▶ [PROBLEM STATEMENT]: Give back the records in their entirety, exactly.

▶ [Stored items]:

-- Opening Marker --

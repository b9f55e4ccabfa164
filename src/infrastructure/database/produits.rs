use sqlx::SqlitePool;
use uuid::Uuid;

use crate::{
    domain::produit::{Produit, ProduitFilter},
    infrastructure::error::AppResult,
};

const PRODUIT_COLUMNS: &str = "id, user_id, parcelle_id, nom, prix_achat, poids_grammes, vendu, \
     prix_vente, date_vente, plateforme, created_at, updated_at";

#[derive(Clone)]
pub struct ProduitRepository {
    pool: SqlitePool,
}

impl ProduitRepository {
    pub fn new(pool: SqlitePool) -> Self {
        Self { pool }
    }

    pub async fn insert(&self, p: &Produit) -> AppResult<()> {
        sqlx::query(
            r#"
            INSERT INTO produits (
                id, user_id, parcelle_id, nom, prix_achat, poids_grammes, vendu,
                prix_vente, date_vente, plateforme, created_at, updated_at
            )
            VALUES (?, ?, ?, ?, ?, ?, ?, ?, ?, ?, ?, ?)
            "#,
        )
        .bind(p.id)
        .bind(p.user_id)
        .bind(p.parcelle_id)
        .bind(&p.nom)
        .bind(p.prix_achat)
        .bind(p.poids_grammes)
        .bind(p.vendu)
        .bind(p.prix_vente)
        .bind(p.date_vente)
        .bind(&p.plateforme)
        .bind(p.created_at)
        .bind(p.updated_at)
        .execute(&self.pool)
        .await?;
        Ok(())
    }

    pub async fn find(&self, user_id: Uuid, id: Uuid) -> AppResult<Option<Produit>> {
        let produit = sqlx::query_as::<_, Produit>(&format!(
            "SELECT {} FROM produits WHERE id = ? AND user_id = ?",
            PRODUIT_COLUMNS
        ))
        .bind(id)
        .bind(user_id)
        .fetch_optional(&self.pool)
        .await?;
        Ok(produit)
    }

    /// Produits de l'utilisateur, les plus récents d'abord, filtres optionnels
    pub async fn list(&self, user_id: Uuid, filter: &ProduitFilter) -> AppResult<Vec<Produit>> {
        let produits = sqlx::query_as::<_, Produit>(&format!(
            r#"
            SELECT {} FROM produits
            WHERE user_id = ?
              AND (? IS NULL OR vendu = ?)
              AND (? IS NULL OR parcelle_id = ?)
            ORDER BY created_at DESC
            "#,
            PRODUIT_COLUMNS
        ))
        .bind(user_id)
        .bind(filter.vendu)
        .bind(filter.vendu)
        .bind(filter.parcelle_id)
        .bind(filter.parcelle_id)
        .fetch_all(&self.pool)
        .await?;
        Ok(produits)
    }

    pub async fn update(&self, p: &Produit) -> AppResult<bool> {
        let result = sqlx::query(
            r#"
            UPDATE produits
            SET parcelle_id = ?, nom = ?, prix_achat = ?, poids_grammes = ?, vendu = ?,
                prix_vente = ?, date_vente = ?, plateforme = ?, updated_at = ?
            WHERE id = ? AND user_id = ?
            "#,
        )
        .bind(p.parcelle_id)
        .bind(&p.nom)
        .bind(p.prix_achat)
        .bind(p.poids_grammes)
        .bind(p.vendu)
        .bind(p.prix_vente)
        .bind(p.date_vente)
        .bind(&p.plateforme)
        .bind(p.updated_at)
        .bind(p.id)
        .bind(p.user_id)
        .execute(&self.pool)
        .await?;
        Ok(result.rows_affected() > 0)
    }

    pub async fn delete(&self, user_id: Uuid, id: Uuid) -> AppResult<bool> {
        let result = sqlx::query("DELETE FROM produits WHERE id = ? AND user_id = ?")
            .bind(id)
            .bind(user_id)
            .execute(&self.pool)
            .await?;
        Ok(result.rows_affected() > 0)
    }
}

#[cfg(test)]
mod tests {
    use super::*;
    use crate::domain::parcelle::{NewParcelle, Parcelle, ParcelleStatut};
    use crate::domain::produit::{NewProduit, VenteProduit};
    use crate::infrastructure::database::{test_support::seed_user, Database};

    #[tokio::test]
    async fn list_applies_filters() {
        let db = Database::in_memory().await.unwrap();
        let alice = seed_user(&db, "alice").await;
        let parcelle = Parcelle::new(
            alice.id,
            NewParcelle {
                numero: "P1".into(),
                transporteur: "DHL".into(),
                poids_grammes: 1000.0,
                prix_total: 10.0,
                statut: ParcelleStatut::Livree,
                superbuy_id: None,
            },
        );
        db.parcelles().insert(&parcelle).await.unwrap();

        let repo = db.produits();
        let mut sold = Produit::new(
            alice.id,
            NewProduit {
                nom: "Veste".into(),
                prix_achat: 12.0,
                poids_grammes: 500.0,
                parcelle_id: Some(parcelle.id),
            },
        );
        sold.mark_sold(VenteProduit {
            prix_vente: 30.0,
            date_vente: None,
            plateforme: Some("Vinted".into()),
        });
        let unsold = Produit::new(
            alice.id,
            NewProduit {
                nom: "Casquette".into(),
                prix_achat: 4.0,
                poids_grammes: 0.0,
                parcelle_id: None,
            },
        );
        repo.insert(&sold).await.unwrap();
        repo.insert(&unsold).await.unwrap();

        assert_eq!(repo.list(alice.id, &ProduitFilter::default()).await.unwrap().len(), 2);

        let vendus = repo
            .list(alice.id, &ProduitFilter { vendu: Some(true), parcelle_id: None })
            .await
            .unwrap();
        assert_eq!(vendus.len(), 1);
        assert_eq!(vendus[0].nom, "Veste");
        assert_eq!(vendus[0].prix_vente, Some(30.0));

        let in_parcel = repo
            .list(alice.id, &ProduitFilter { vendu: None, parcelle_id: Some(parcelle.id) })
            .await
            .unwrap();
        assert_eq!(in_parcel.len(), 1);

        assert_eq!(db.parcelles().count_linked_produits(parcelle.id).await.unwrap(), 1);
    }

    #[tokio::test]
    async fn update_and_delete() {
        let db = Database::in_memory().await.unwrap();
        let alice = seed_user(&db, "alice").await;
        let repo = db.produits();
        let mut produit = Produit::new(
            alice.id,
            NewProduit {
                nom: "Jean".into(),
                prix_achat: 8.0,
                poids_grammes: 600.0,
                parcelle_id: None,
            },
        );
        repo.insert(&produit).await.unwrap();
        produit.nom = "Jean brut".into();
        assert!(repo.update(&produit).await.unwrap());
        let stored = repo.find(alice.id, produit.id).await.unwrap().unwrap();
        assert_eq!(stored.nom, "Jean brut");
        assert!(repo.delete(alice.id, produit.id).await.unwrap());
        assert!(repo.find(alice.id, produit.id).await.unwrap().is_none());
    }
}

-- Closing Marker --

▶ [WORKED SOLUTION]:
repository b9f55e4ccabfa164
filename src/infrastructure/database/produits.rs
use sqlx::SqlitePool;
use uuid::Uuid;

use crate::{
    domain::produit::{Produit, ProduitFilter},
    infrastructure::error::AppResult,
};

const PRODUIT_COLUMNS: &str = "id, user_id, parcelle_id, nom, prix_achat, poids_grammes, vendu, \
     prix_vente, date_vente, plateforme, created_at, updated_at";

#[derive(Clone)]
pub struct ProduitRepository {
    pool: SqlitePool,
}

impl ProduitRepository {
    pub fn new(pool: SqlitePool) -> Self {
        Self { pool }
    }

    pub async fn insert(&self, p: &Produit) -> AppResult<()> {
        sqlx::query(
            r#"
            INSERT INTO produits (
                id, user_id, parcelle_id, nom, prix_achat, poids_grammes, vendu,
                prix_vente, date_vente, plateforme, created_at, updated_at
            )
            VALUES (?, ?, ?, ?, ?, ?, ?, ?, ?, ?, ?, ?)
            "#,
        )
        .bind(p.id)
        .bind(p.user_id)
        .bind(p.parcelle_id)
        .bind(&p.nom)
        .bind(p.prix_achat)
        .bind(p.poids_grammes)
        .bind(p.vendu)
        .bind(p.prix_vente)
        .bind(p.date_vente)
        .bind(&p.plateforme)
        .bind(p.created_at)
        .bind(p.updated_at)
        .execute(&self.pool)
        .await?;
        Ok(())
    }

    pub async fn find(&self, user_id: Uuid, id: Uuid) -> AppResult<Option<Produit>> {
        let produit = sqlx::query_as::<_, Produit>(&format!(
            "SELECT {} FROM produits WHERE id = ? AND user_id = ?",
            PRODUIT_COLUMNS
        ))
        .bind(id)
        .bind(user_id)
        .fetch_optional(&self.pool)
        .await?;
        Ok(produit)
    }

    /// Produits de l'utilisateur, les plus récents d'abord, filtres optionnels
    pub async fn list(&self, user_id: Uuid, filter: &ProduitFilter) -> AppResult<Vec<Produit>> {
        let produits = sqlx::query_as::<_, Produit>(&format!(
            r#"
            SELECT {} FROM produits
            WHERE user_id = ?
              AND (? IS NULL OR vendu = ?)
              AND (? IS NULL OR parcelle_id = ?)
            ORDER BY created_at DESC
            "#,
            PRODUIT_COLUMNS
        ))
        .bind(user_id)
        .bind(filter.vendu)
        .bind(filter.vendu)
        .bind(filter.parcelle_id)
        .bind(filter.parcelle_id)
        .fetch_all(&self.pool)
        .await?;
        Ok(produits)
    }

    pub async fn update(&self, p: &Produit) -> AppResult<bool> {
        let result = sqlx::query(
            r#"
            UPDATE produits
            SET parcelle_id = ?, nom = ?, prix_achat = ?, poids_grammes = ?, vendu = ?,
                prix_vente = ?, date_vente = ?, plateforme = ?, updated_at = ?
            WHERE id = ? AND user_id = ?
            "#,
        )
        .bind(p.parcelle_id)
        .bind(&p.nom)
        .bind(p.prix_achat)
        .bind(p.poids_grammes)
        .bind(p.vendu)
        .bind(p.prix_vente)
        .bind(p.date_vente)
        .bind(&p.plateforme)
        .bind(p.updated_at)
        .bind(p.id)
        .bind(p.user_id)
        .execute(&self.pool)
        .await?;
        Ok(result.rows_affected() > 0)
    }

    pub async fn delete(&self, user_id: Uuid, id: Uuid) -> AppResult<bool> {
        let result = sqlx::query("DELETE FROM produits WHERE id = ? AND user_id = ?")
            .bind(id)
            .bind(user_id)
            .execute(&self.pool)
            .await?;
        Ok(result.rows_affected() > 0)
    }
}

#[cfg(test)]
mod tests {
    use super::*;
    use crate::domain::parcelle::{NewParcelle, Parcelle, ParcelleStatut};
    use crate::domain::produit::{NewProduit, VenteProduit};
    use crate::infrastructure::database::{test_support::seed_user, Database};

    #[tokio::test]
    async fn list_applies_filters() {
        let db = Database::in_memory().await.unwrap();
        let alice = seed_user(&db, "alice").await;
        let parcelle = Parcelle::new(
            alice.id,
            NewParcelle {
                numero: "P1".into(),
                transporteur: "DHL".into(),
                poids_grammes: 1000.0,
                prix_total: 10.0,
                statut: ParcelleStatut::Livree,
                superbuy_id: None,
            },
        );
        db.parcelles().insert(&parcelle).await.unwrap();

        let repo = db.produits();
        let mut sold = Produit::new(
            alice.id,
            NewProduit {
                nom: "Veste".into(),
                prix_achat: 12.0,
                poids_grammes: 500.0,
                parcelle_id: Some(parcelle.id),
            },
        );
        sold.mark_sold(VenteProduit {
            prix_vente: 30.0,
            date_vente: None,
            plateforme: Some("Vinted".into()),
        });
        let unsold = Produit::new(
            alice.id,
            NewProduit {
                nom: "Casquette".into(),
                prix_achat: 4.0,
                poids_grammes: 0.0,
                parcelle_id: None,
            },
        );
        repo.insert(&sold).await.unwrap();
        repo.insert(&unsold).await.unwrap();

        assert_eq!(repo.list(alice.id, &ProduitFilter::default()).await.unwrap().len(), 2);

        let vendus = repo
            .list(alice.id, &ProduitFilter { vendu: Some(true), parcelle_id: None })
            .await
            .unwrap();
        assert_eq!(vendus.len(), 1);
        assert_eq!(vendus[0].nom, "Veste");
        assert_eq!(vendus[0].prix_vente, Some(30.0));

        let in_parcel = repo
            .list(alice.id, &ProduitFilter { vendu: None, parcelle_id: Some(parcelle.id) })
            .await
            .unwrap();
        assert_eq!(in_parcel.len(), 1);

        assert_eq!(db.parcelles().count_linked_produits(parcelle.id).await.unwrap(), 1);
    }

    #[tokio::test]
    async fn update_and_delete() {
        let db = Database::in_memory().await.unwrap();
        let alice = seed_user(&db, "alice").await;
        let repo = db.produits();
        let mut produit = Produit::new(
            alice.id,
            NewProduit {
                nom: "Jean".into(),
                prix_achat: 8.0,
                poids_grammes: 600.0,
                parcelle_id: None,
            },
        );
        repo.insert(&produit).await.unwrap();
        produit.nom = "Jean brut".into();
        assert!(repo.update(&produit).await.unwrap());
        let stored = repo.find(alice.id, produit.id).await.unwrap().unwrap();
        assert_eq!(stored.nom, "Jean brut");
        assert!(repo.delete(alice.id, produit.id).await.unwrap());
        assert!(repo.find(alice.id, produit.id).await.unwrap().is_none());
    }
}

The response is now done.